Voltando à problemática da intercepção da classe nos restantes campos sociais. Para mim, isso parece-me muito óbvio. O Estado, por exemplo, é um sustentáculo da reprodução da dominação de classe. O Estado não intervem directamente na exploração do trabalho assalariado, mas assegura, através da força e da violência simbólica (as ideologias) a desorganização política e ideológica das classes dominadas. A própria escola não está directamente vinculada à dominação de classe. Mas se não fosse a instituição escolar de que forma o capitalismo teria uma mão-de-obra gradativamente qualificada para poder produzir mais-valia nos sectores produtivos mais ricos em incorporação de capital constante.
Apenas uma ressalva sobre a questão do aborto. Não é por uma questão hegemonizar o discurso da esquerda que passa a ser estruturalmente central na definição da perpetuação de uma formação social capitalista.
4- ver ponto anterior
5- o Partido Europeu da Esquerda padece dos mesmos problemas que a esquerda portuguesa referidos acima.
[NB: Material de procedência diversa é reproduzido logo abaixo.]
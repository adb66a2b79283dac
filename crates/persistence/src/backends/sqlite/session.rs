//! RegistrySession implementation for SQLite.

use async_trait::async_trait;
use r2d2::PooledConnection;
use r2d2_sqlite::SqliteConnectionManager;
use rusqlite::{OptionalExtension, params};

use crate::core::RegistrySession;
use crate::error::{BackendError, StorageError, StorageResult};
use crate::types::{Application, ApplicationId, Tenant, TenantId};

/// A pooled SQLite connection scoped to one registry operation.
///
/// The connection goes back to the pool when the session is dropped.
pub struct SqliteSession {
    conn: PooledConnection<SqliteConnectionManager>,
}

impl SqliteSession {
    pub(crate) fn new(conn: PooledConnection<SqliteConnectionManager>) -> Self {
        Self { conn }
    }
}

impl std::fmt::Debug for SqliteSession {
    fn fmt(&self, f: &mut std::fmt::Formatter<'_>) -> std::fmt::Result {
        f.debug_struct("SqliteSession").finish()
    }
}

fn parse_application_id(raw: &str) -> StorageResult<ApplicationId> {
    raw.parse().map_err(|e| {
        StorageError::Backend(BackendError::SerializationError {
            message: format!("invalid application_id '{}': {}", raw, e),
        })
    })
}

#[async_trait]
impl RegistrySession for SqliteSession {
    async fn select_tenant(&mut self, tenant_id: TenantId) -> StorageResult<Option<Tenant>> {
        let secret_key: Option<String> = self
            .conn
            .query_row(
                "SELECT secret_key FROM tenant WHERE tenant_id = ?1",
                params![tenant_id.to_string()],
                |row| row.get(0),
            )
            .optional()?;

        Ok(secret_key.map(|secret_key| Tenant { secret_key }))
    }

    async fn upsert_tenant(&mut self, tenant_id: TenantId, tenant: &Tenant) -> StorageResult<()> {
        self.conn.execute(
            "INSERT INTO tenant (tenant_id, secret_key) VALUES (?1, ?2)
             ON CONFLICT (tenant_id) DO UPDATE SET secret_key = excluded.secret_key",
            params![tenant_id.to_string(), tenant.secret_key],
        )?;
        Ok(())
    }

    async fn delete_tenant(&mut self, tenant_id: TenantId) -> StorageResult<()> {
        self.conn.execute(
            "DELETE FROM tenant WHERE tenant_id = ?1",
            params![tenant_id.to_string()],
        )?;
        Ok(())
    }

    async fn select_application(
        &mut self,
        tenant_id: TenantId,
        application_id: ApplicationId,
    ) -> StorageResult<Option<Application>> {
        let name: Option<String> = self
            .conn
            .query_row(
                "SELECT name FROM application WHERE tenant_id = ?1 AND application_id = ?2",
                params![tenant_id.to_string(), application_id.to_string()],
                |row| row.get(0),
            )
            .optional()?;

        Ok(name.map(|name| Application { name }))
    }

    async fn select_applications(
        &mut self,
        tenant_id: TenantId,
    ) -> StorageResult<Vec<(ApplicationId, Application)>> {
        let mut stmt = self
            .conn
            .prepare_cached("SELECT application_id, name FROM application WHERE tenant_id = ?1")?;
        let rows = stmt.query_map(params![tenant_id.to_string()], |row| {
            Ok((row.get::<_, String>(0)?, row.get::<_, String>(1)?))
        })?;

        let mut applications = Vec::new();
        for row in rows {
            let (raw_id, name) = row?;
            applications.push((parse_application_id(&raw_id)?, Application { name }));
        }
        Ok(applications)
    }

    async fn upsert_application(
        &mut self,
        tenant_id: TenantId,
        application_id: ApplicationId,
        application: &Application,
    ) -> StorageResult<()> {
        self.conn.execute(
            "INSERT INTO application (tenant_id, application_id, name) VALUES (?1, ?2, ?3)
             ON CONFLICT (tenant_id, application_id) DO UPDATE SET name = excluded.name",
            params![
                tenant_id.to_string(),
                application_id.to_string(),
                application.name
            ],
        )?;
        Ok(())
    }

    async fn delete_application(
        &mut self,
        tenant_id: TenantId,
        application_id: ApplicationId,
    ) -> StorageResult<()> {
        self.conn.execute(
            "DELETE FROM application WHERE tenant_id = ?1 AND application_id = ?2",
            params![tenant_id.to_string(), application_id.to_string()],
        )?;
        Ok(())
    }
}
6- vou dar um exemplo. O sufrágio universal foi imposto, em grande parte, por obra e graça das lutas das classes trabalhadoras. Sem dúvida que é uma conquista civilizacional, mas se esquecermos o objectivo revolucionário e nos enredarmos somente, e sublinho somente, em volta dos direitos civis, políticos ou sociais, a estrada para o reformismo deixa de ter portagens - o caminho está escancarado. Por conseguinte, não faz sentido equiparar a luta pela cidadania à luta política. Pelo contrário, aquela deve subordinar-se à última. Foi isto que aprendi com o Lenine, a Rosa Luxemburg e com o Marx.
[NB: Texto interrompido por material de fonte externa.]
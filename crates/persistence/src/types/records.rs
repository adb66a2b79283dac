//! Stored entity payloads.
//!
//! Identifiers are not part of the payloads: a [`Tenant`] is addressed by its
//! [`TenantId`](super::TenantId) and an [`Application`] by the pair of tenant
//! and application identifiers.

use serde::{Deserialize, Serialize};

/// The mutable part of a tenant row.
#[derive(Debug, Clone, PartialEq, Eq, Serialize, Deserialize)]
pub struct Tenant {
    /// The tenant's secret key.
    pub secret_key: String,
}

impl Tenant {
    /// Creates a tenant payload.
    pub fn new(secret_key: impl Into<String>) -> Self {
        Self {
            secret_key: secret_key.into(),
        }
    }
}

/// The mutable part of an application row.
#[derive(Debug, Clone, PartialEq, Eq, Serialize, Deserialize)]
pub struct Application {
    /// The application's display name.
    pub name: String,
}

impl Application {
    /// Creates an application payload.
    pub fn new(name: impl Into<String>) -> Self {
        Self { name: name.into() }
    }
}
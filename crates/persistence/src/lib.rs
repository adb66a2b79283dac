//! Tenant Registry Persistence Layer
//!
//! Data access for a multi-tenant registry. Tenants own a secret key and
//! zero or more applications; both live in a wide-column store as two tables
//! keyed by identifier, with no referential integrity in the store itself.
//!
//! Every write that depends on a parent checks that the parent exists first,
//! and every read or write of a missing record fails with a typed not-found
//! error. Deleting a tenant does not delete its applications.
//!
//! # Backend Features
//!
//! - `sqlite` (default) - SQLite with in-memory and file modes
//! - `cassandra` - Apache Cassandra via cdrs-tokio
//!
//! # Architecture
//!
//! - [`types`] - Identifiers and record payloads
//! - [`error`] - Error types for all operations
//! - [`core`] - Gateway, session, identifier and storage traits
//! - [`store`] - Tenant and application stores
//! - [`service`] - The [`TenantDataService`] facade
//! - [`validation`] - Payload checks for the business layer
//! - [`backends`] - Backend implementations
//!
//! # Quick Start
//!
//! ```no_run
//! # #[cfg(feature = "sqlite")]
//! # async fn example() -> Result<(), Box<dyn std::error::Error>> {
//! use std::sync::Arc;
//!
//! use tenant_registry_persistence::backends::sqlite::SqliteBackend;
//! use tenant_registry_persistence::{
//!     Application, RandomIdGenerator, RegistryStorage, Tenant, TenantDataService,
//! };
//!
//! let backend = SqliteBackend::in_memory()?;
//! backend.init_schema()?;
//! let service = TenantDataService::new(Arc::new(backend), Arc::new(RandomIdGenerator));
//!
//! let tenant_id = service.create_tenant(Tenant::new("S1")).await?;
//! let application_id = service
//!     .create_application(tenant_id, Application::new("A1"))
//!     .await?;
//!
//! let applications = service.read_all_applications(tenant_id).await?;
//! assert_eq!(applications[&application_id].name, "A1");
//! # Ok(())
//! # }
//! ```

#![warn(missing_docs)]
#![warn(rustdoc::missing_crate_level_docs)]

pub mod backends;
pub mod core;
pub mod error;
pub mod service;
pub mod store;
pub mod types;
pub mod validation;

// Re-export commonly used types at crate root
pub use error::{StorageError, StorageResult};
pub use service::TenantDataService;
pub use types::{Application, ApplicationId, Tenant, TenantId};

// Re-export core traits
pub use core::{
    BackendKind, IdGenerator, RandomIdGenerator, RegistrySession, RegistryStorage, StorageGateway,
};

/// Crate version.
pub const VERSION: &str = env!("CARGO_PKG_VERSION");

/// Crate name.
pub const NAME: &str = env!("CARGO_PKG_NAME");
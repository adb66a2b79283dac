//! Core storage traits and abstractions.
//!
//! This module provides the foundational traits for the persistence layer:
//!
//! - [`StorageGateway`] - Database driver abstraction, one session per operation
//! - [`RegistrySession`] - Single-row reads and writes on the registry tables
//! - [`IdGenerator`] - Source of fresh identifiers
//! - [`RegistryStorage`] - The tenant and application operations
//!
//! # Layering
//!
//! ```text
//! RegistryStorage (TenantDataService)
//!     ├── TenantStore ──────┐
//!     └── ApplicationStore ─┴── StorageGateway ── RegistrySession
//!                           └── IdGenerator
//! ```

pub mod backend;
pub mod id_generator;
pub mod session;
pub mod storage;

// Re-export main types
pub use backend::{BackendKind, StorageGateway};
pub use id_generator::{IdGenerator, RandomIdGenerator};
pub use session::RegistrySession;
pub use storage::RegistryStorage;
7- esta da co-incineração de Souselas vem de encontro com a determinação indirecta da classe sobre os restantes fenómenos sociais. Desde logo, a redução de custos. Só assim se compreende que a incineração de resíduos sólidos seja realizada numa cimenteira próxima de uma população. Se o factor valor de troca não contasse para o totobola a solução seria fazer a co-incineração num local afastado (não sou um expert em questões ambientais, por isso vou partir do princípio que a co-incineração é a melhor solução - até porque não é isso que está aqui em discussão). Por outro lado, muitos daqueles resíduos não existiriam numa sociedade comunista, pela simples razão de que o desenvolvimento das forças produtivas, organizadas num esquema societal não submetido ao imperativo do lucro, seria antagónico com a produção de lixo altamente perigoso. Mas para lá destas considerações um tanto ou quanto futuristas, não devemos pôr de lado a hipótese de que muitos dos materiais usados - que estão na base dos resíduos - só o são porque são mais baratos que outros materiais não poluentes ou num grau inferior. Concluindo, redução de custos com transportes, instalações novas e respectivos acessos, e com determinadas matérias-primas, têm que ver com a produção de valor. A margem de lucro aumenta com a redução dos custos totais. Isto parece-me bastante claro.